IBM and Oracle have a soul-sharing deal signed.


They went to court over it and depending on the number of CPUs you use you might be forced to have one or two kids to pay the extra souls.


Yeah, I think that "or two" in "one or two kids" is still being litigated. My reading is that it'll stay in litigation indefinitely, as this is the price both companies agreed to pay when they decided to retain lawyers from Hell itself.


Well, of course. “$24 per month seems high for running my own personal instance that’s going to do a handful of notifications daily” vs “$24 per month seems high for running a public service that could very easily need to be scaled up quickly” are two very different statements.


If I go by $50/hour salary on average for developer, if someone saves 20 minutes per month on average using AWS, it is worth it.


If it's a single EC2 instance and not using any other AWS services, I fail to see the difference between Hetzner, DigitalOcean or AWS.

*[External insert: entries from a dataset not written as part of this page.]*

//! Caption segment refinement.
//!
//! Raw auto-generated captions are noisy: music tags, one-word fragments, and
//! sub-second slivers that make poor training utterances. This module collapses
//! a raw caption stream into a smaller sequence of coherent utterances by:
//! - merging segments whose gap to the in-progress utterance is small enough
//!   that they read as continuous speech
//! - dropping segments that cannot seed an utterance on their own (markers,
//!   too short, too few words)
//!
//! The pass is a single left-to-right sweep with one explicit "pending"
//! accumulator held in a local variable. It is pure and deterministic: no I/O,
//! no shared state, same input always yields the same output.

use tracing::debug;

use crate::error::{Error, Result};
use crate::segments::{CaptionSegment, RefinedSegment};

/// Maximum gap (seconds) between the pending utterance and the next segment
/// for the two to merge.
///
/// The comparison is strict: a gap of exactly this value closes the pending
/// utterance. Negative gaps (overlapping captions) always merge.
pub const MERGE_GAP_SECONDS: f64 = 0.2;

/// Minimum duration (seconds) for a segment to seed an utterance or for the
/// trailing accumulator to be emitted.
///
/// Distinct from [`MERGE_GAP_SECONDS`]; the two thresholds are unrelated and
/// must not be conflated.
pub const MIN_SEGMENT_SECONDS: f64 = 1.0;

/// Caption tags that denote non-speech audio. A segment containing any of
/// these can never seed an utterance.
pub const NON_SPEECH_MARKERS: &[&str] = &["[Music]", "[Applause]", "[Laughter]"];

/// Whether a segment can stand alone: no non-speech marker in the text, more
/// than one whitespace-separated word, and a duration of at least
/// [`MIN_SEGMENT_SECONDS`].
fn valid(text: &str, duration: f64) -> bool {
    if NON_SPEECH_MARKERS.iter().any(|m| text.contains(m)) {
        return false;
    }

    if text.split_whitespace().count() <= 1 {
        return false;
    }

    duration >= MIN_SEGMENT_SECONDS
}

/// Refine an ordered caption stream into merged, noise-free utterances.
///
/// Input must be in nondecreasing `start` order; we validate this up front and
/// return [`Error::InvalidSegmentSequence`] rather than silently mis-merging.
///
/// Algorithm (one pass, O(n)):
/// - While an utterance is pending, any next segment whose gap is strictly
///   under [`MERGE_GAP_SECONDS`] is absorbed into it, valid or not: the text is
///   appended with a single space and the span extends through the end of the
///   absorbed segment (overlaps included). Short trailing fragments belong to
///   the utterance they follow.
/// - A segment past the merge gap closes the pending utterance. It seeds the
///   next one only if it passes [`valid`]; noise is discarded.
/// - The trailing accumulator is emitted only if it still passes the full
///   validity predicate. An accumulator that absorbed a marker tag is silently
///   dropped, not repaired.
pub fn refine(segments: &[CaptionSegment]) -> Result<Vec<RefinedSegment>> {
    for (index, pair) in segments.windows(2).enumerate() {
        if pair[1].start < pair[0].start {
            return Err(Error::InvalidSegmentSequence { index: index + 1 });
        }
    }

    let mut refined: Vec<RefinedSegment> = Vec::new();
    let mut pending: Option<RefinedSegment> = None;

    for item in segments {
        if let Some(mut acc) = pending.take() {
            let gap = item.start - acc.end();
            if gap < MERGE_GAP_SECONDS {
                acc.text.push(' ');
                acc.text.push_str(&item.text);
                acc.duration = (item.start - acc.start) + item.duration;
                pending = Some(acc);
                continue;
            }

            // Mid-stream utterances are emitted as-is: they were seeded by a
            // valid segment, and absorbed fragments only ever extended them.
            refined.push(acc);
        }

        if valid(&item.text, item.duration) {
            pending = Some(RefinedSegment {
                text: item.text.clone(),
                start: item.start,
                duration: item.duration,
            });
        }
    }

    if let Some(last) = pending.take() {
        if valid(&last.text, last.duration) {
            refined.push(last);
        }
    }

    debug!(
        input = segments.len(),
        output = refined.len(),
        "refined caption segments"
    );

    Ok(refined)
}

#[cfg(test)]
mod tests {
    use super::*;

    fn seg(text: &str, start: f64, duration: f64) -> CaptionSegment {
        CaptionSegment::new(text, start, duration)
    }

    #[test]
    fn drops_non_speech_markers() -> anyhow::Result<()> {
        let out = refine(&[seg("[Music]", 0.0, 3.0)])?;
        assert!(out.is_empty());
        Ok(())
    }

    #[test]
    fn drops_single_word_segments() -> anyhow::Result<()> {
        let out = refine(&[seg("hello", 0.0, 2.0)])?;
        assert!(out.is_empty());
        Ok(())
    }

    #[test]
    fn duration_exactly_one_second_is_valid() -> anyhow::Result<()> {
        let out = refine(&[seg("hello there", 0.0, 1.0)])?;
        assert_eq!(out.len(), 1);
        Ok(())
    }

    #[test]
    fn duration_just_under_one_second_is_dropped() -> anyhow::Result<()> {
        let out = refine(&[seg("hello there", 0.0, 0.999)])?;
        assert!(out.is_empty());
        Ok(())
    }

    #[test]
    fn short_fragment_still_merges_into_a_valid_utterance() -> anyhow::Result<()> {
        // 0.999s alone is dropped, but close behind a valid seed it is absorbed.
        let out = refine(&[seg("hello there", 0.0, 1.0), seg("friend", 1.1, 0.999)])?;
        assert_eq!(out.len(), 1);
        assert_eq!(out[0].text, "hello there friend");
        assert!((out[0].duration - 2.099).abs() < 1e-9);
        Ok(())
    }

    #[test]
    fn gap_exactly_at_threshold_does_not_merge() -> anyhow::Result<()> {
        let out = refine(&[seg("first part", 0.0, 1.0), seg("second part", 1.2, 1.0)])?;
        assert_eq!(out.len(), 2);
        assert_eq!(out[0].text, "first part");
        assert_eq!(out[1].text, "second part");
        Ok(())
    }

    #[test]
    fn gap_just_under_threshold_merges() -> anyhow::Result<()> {
        let out = refine(&[
            seg("first part", 0.0, 1.0),
            seg("second part", 1.1999, 1.0),
        ])?;
        assert_eq!(out.len(), 1);
        assert_eq!(out[0].text, "first part second part");
        assert_eq!(out[0].start, 0.0);
        assert!((out[0].duration - 2.1999).abs() < 1e-9);
        Ok(())
    }

    #[test]
    fn overlapping_segments_are_absorbed() -> anyhow::Result<()> {
        // Second segment starts before the first ends (negative gap).
        let out = refine(&[seg("hello world", 3.1, 1.5), seg("over there", 4.5, 1.0)])?;
        assert_eq!(out.len(), 1);
        assert_eq!(out[0].text, "hello world over there");
        // Span extends through the end of the later segment: (4.5 - 3.1) + 1.0.
        assert!((out[0].duration - 2.4).abs() < 1e-9);
        Ok(())
    }

    #[test]
    fn distant_marker_does_not_seed_and_pending_is_flushed() -> anyhow::Result<()> {
        let out = refine(&[
            seg("first utterance", 0.0, 1.0),
            seg("[Music]", 5.0, 3.0),
            seg("second utterance", 10.0, 1.0),
        ])?;
        assert_eq!(out.len(), 2);
        assert_eq!(out[0].text, "first utterance");
        assert_eq!(out[1].text, "second utterance");
        Ok(())
    }

    #[test]
    fn trailing_accumulator_that_absorbed_a_marker_is_dropped() -> anyhow::Result<()> {
        // The marker lands inside the merge gap, poisoning the accumulator; the
        // final revalidation throws the whole utterance away.
        let out = refine(&[seg("last real words", 0.0, 1.5), seg("[Music]", 1.6, 2.0)])?;
        assert!(out.is_empty());
        Ok(())
    }

    #[test]
    fn out_of_order_input_fails_fast() {
        let err = refine(&[seg("hello there", 5.0, 1.0), seg("too early", 1.0, 1.0)])
            .unwrap_err();
        match err {
            Error::InvalidSegmentSequence { index } => assert_eq!(index, 1),
            other => panic!("unexpected error: {other}"),
        }
    }

    #[test]
    fn refine_is_idempotent_on_well_separated_output() -> anyhow::Result<()> {
        let input = vec![
            seg("one two three", 0.0, 2.0),
            seg("four five six", 3.0, 2.0),
            seg("seven eight nine", 6.0, 1.5),
        ];
        let once = refine(&input)?;

        let as_captions: Vec<CaptionSegment> = once
            .iter()
            .map(|r| CaptionSegment::new(r.text.clone(), r.start, r.duration))
            .collect();
        let twice = refine(&as_captions)?;

        assert_eq!(once, twice);
        Ok(())
    }

    #[test]
    fn output_preserves_start_order() -> anyhow::Result<()> {
        let input = vec![
            seg("a b", 0.0, 1.0),
            seg("c d", 2.0, 1.0),
            seg("e f", 2.05, 1.0),
            seg("[Music]", 4.0, 2.0),
            seg("g h", 7.0, 1.0),
        ];
        let out = refine(&input)?;
        for pair in out.windows(2) {
            assert!(pair[0].start <= pair[1].start);
        }
        Ok(())
    }

    #[test]
    fn end_to_end_music_then_merge() -> anyhow::Result<()> {
        // Marker dropped; the next two overlap (gap = 4.5 - 4.6 = -0.1) and merge
        // even though "there" could not stand alone.
        let out = refine(&[
            seg("[Music]", 0.0, 3.0),
            seg("hello world", 3.1, 1.5),
            seg("there", 4.5, 0.5),
        ])?;
        assert_eq!(out.len(), 1);
        assert_eq!(out[0].text, "hello world there");
        assert_eq!(out[0].start, 3.1);
        assert!((out[0].duration - 1.9).abs() < 1e-9);
        Ok(())
    }

    #[test]
    fn empty_input_yields_empty_output() -> anyhow::Result<()> {
        assert!(refine(&[])?.is_empty());
        Ok(())
    }
}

That being said, it's probably not worth migrating to another provider at this point.


I only have experience with Digital ocean and AWS. AWS free support is definitely much better than Digital Ocean. Also Digital Ocean is more quicker to delete your data than AWS in case of billing issue or anything.


Except where worth it in dollars < worth it in hassle


Would the $5 droplet scale (and charge appropriately) if their specified bandwidth is exceeded?


I mean from 24 to 10 is a big difference.


This is super cool. If you don’t mind saying, how many connections do you tend to keep open at steady state?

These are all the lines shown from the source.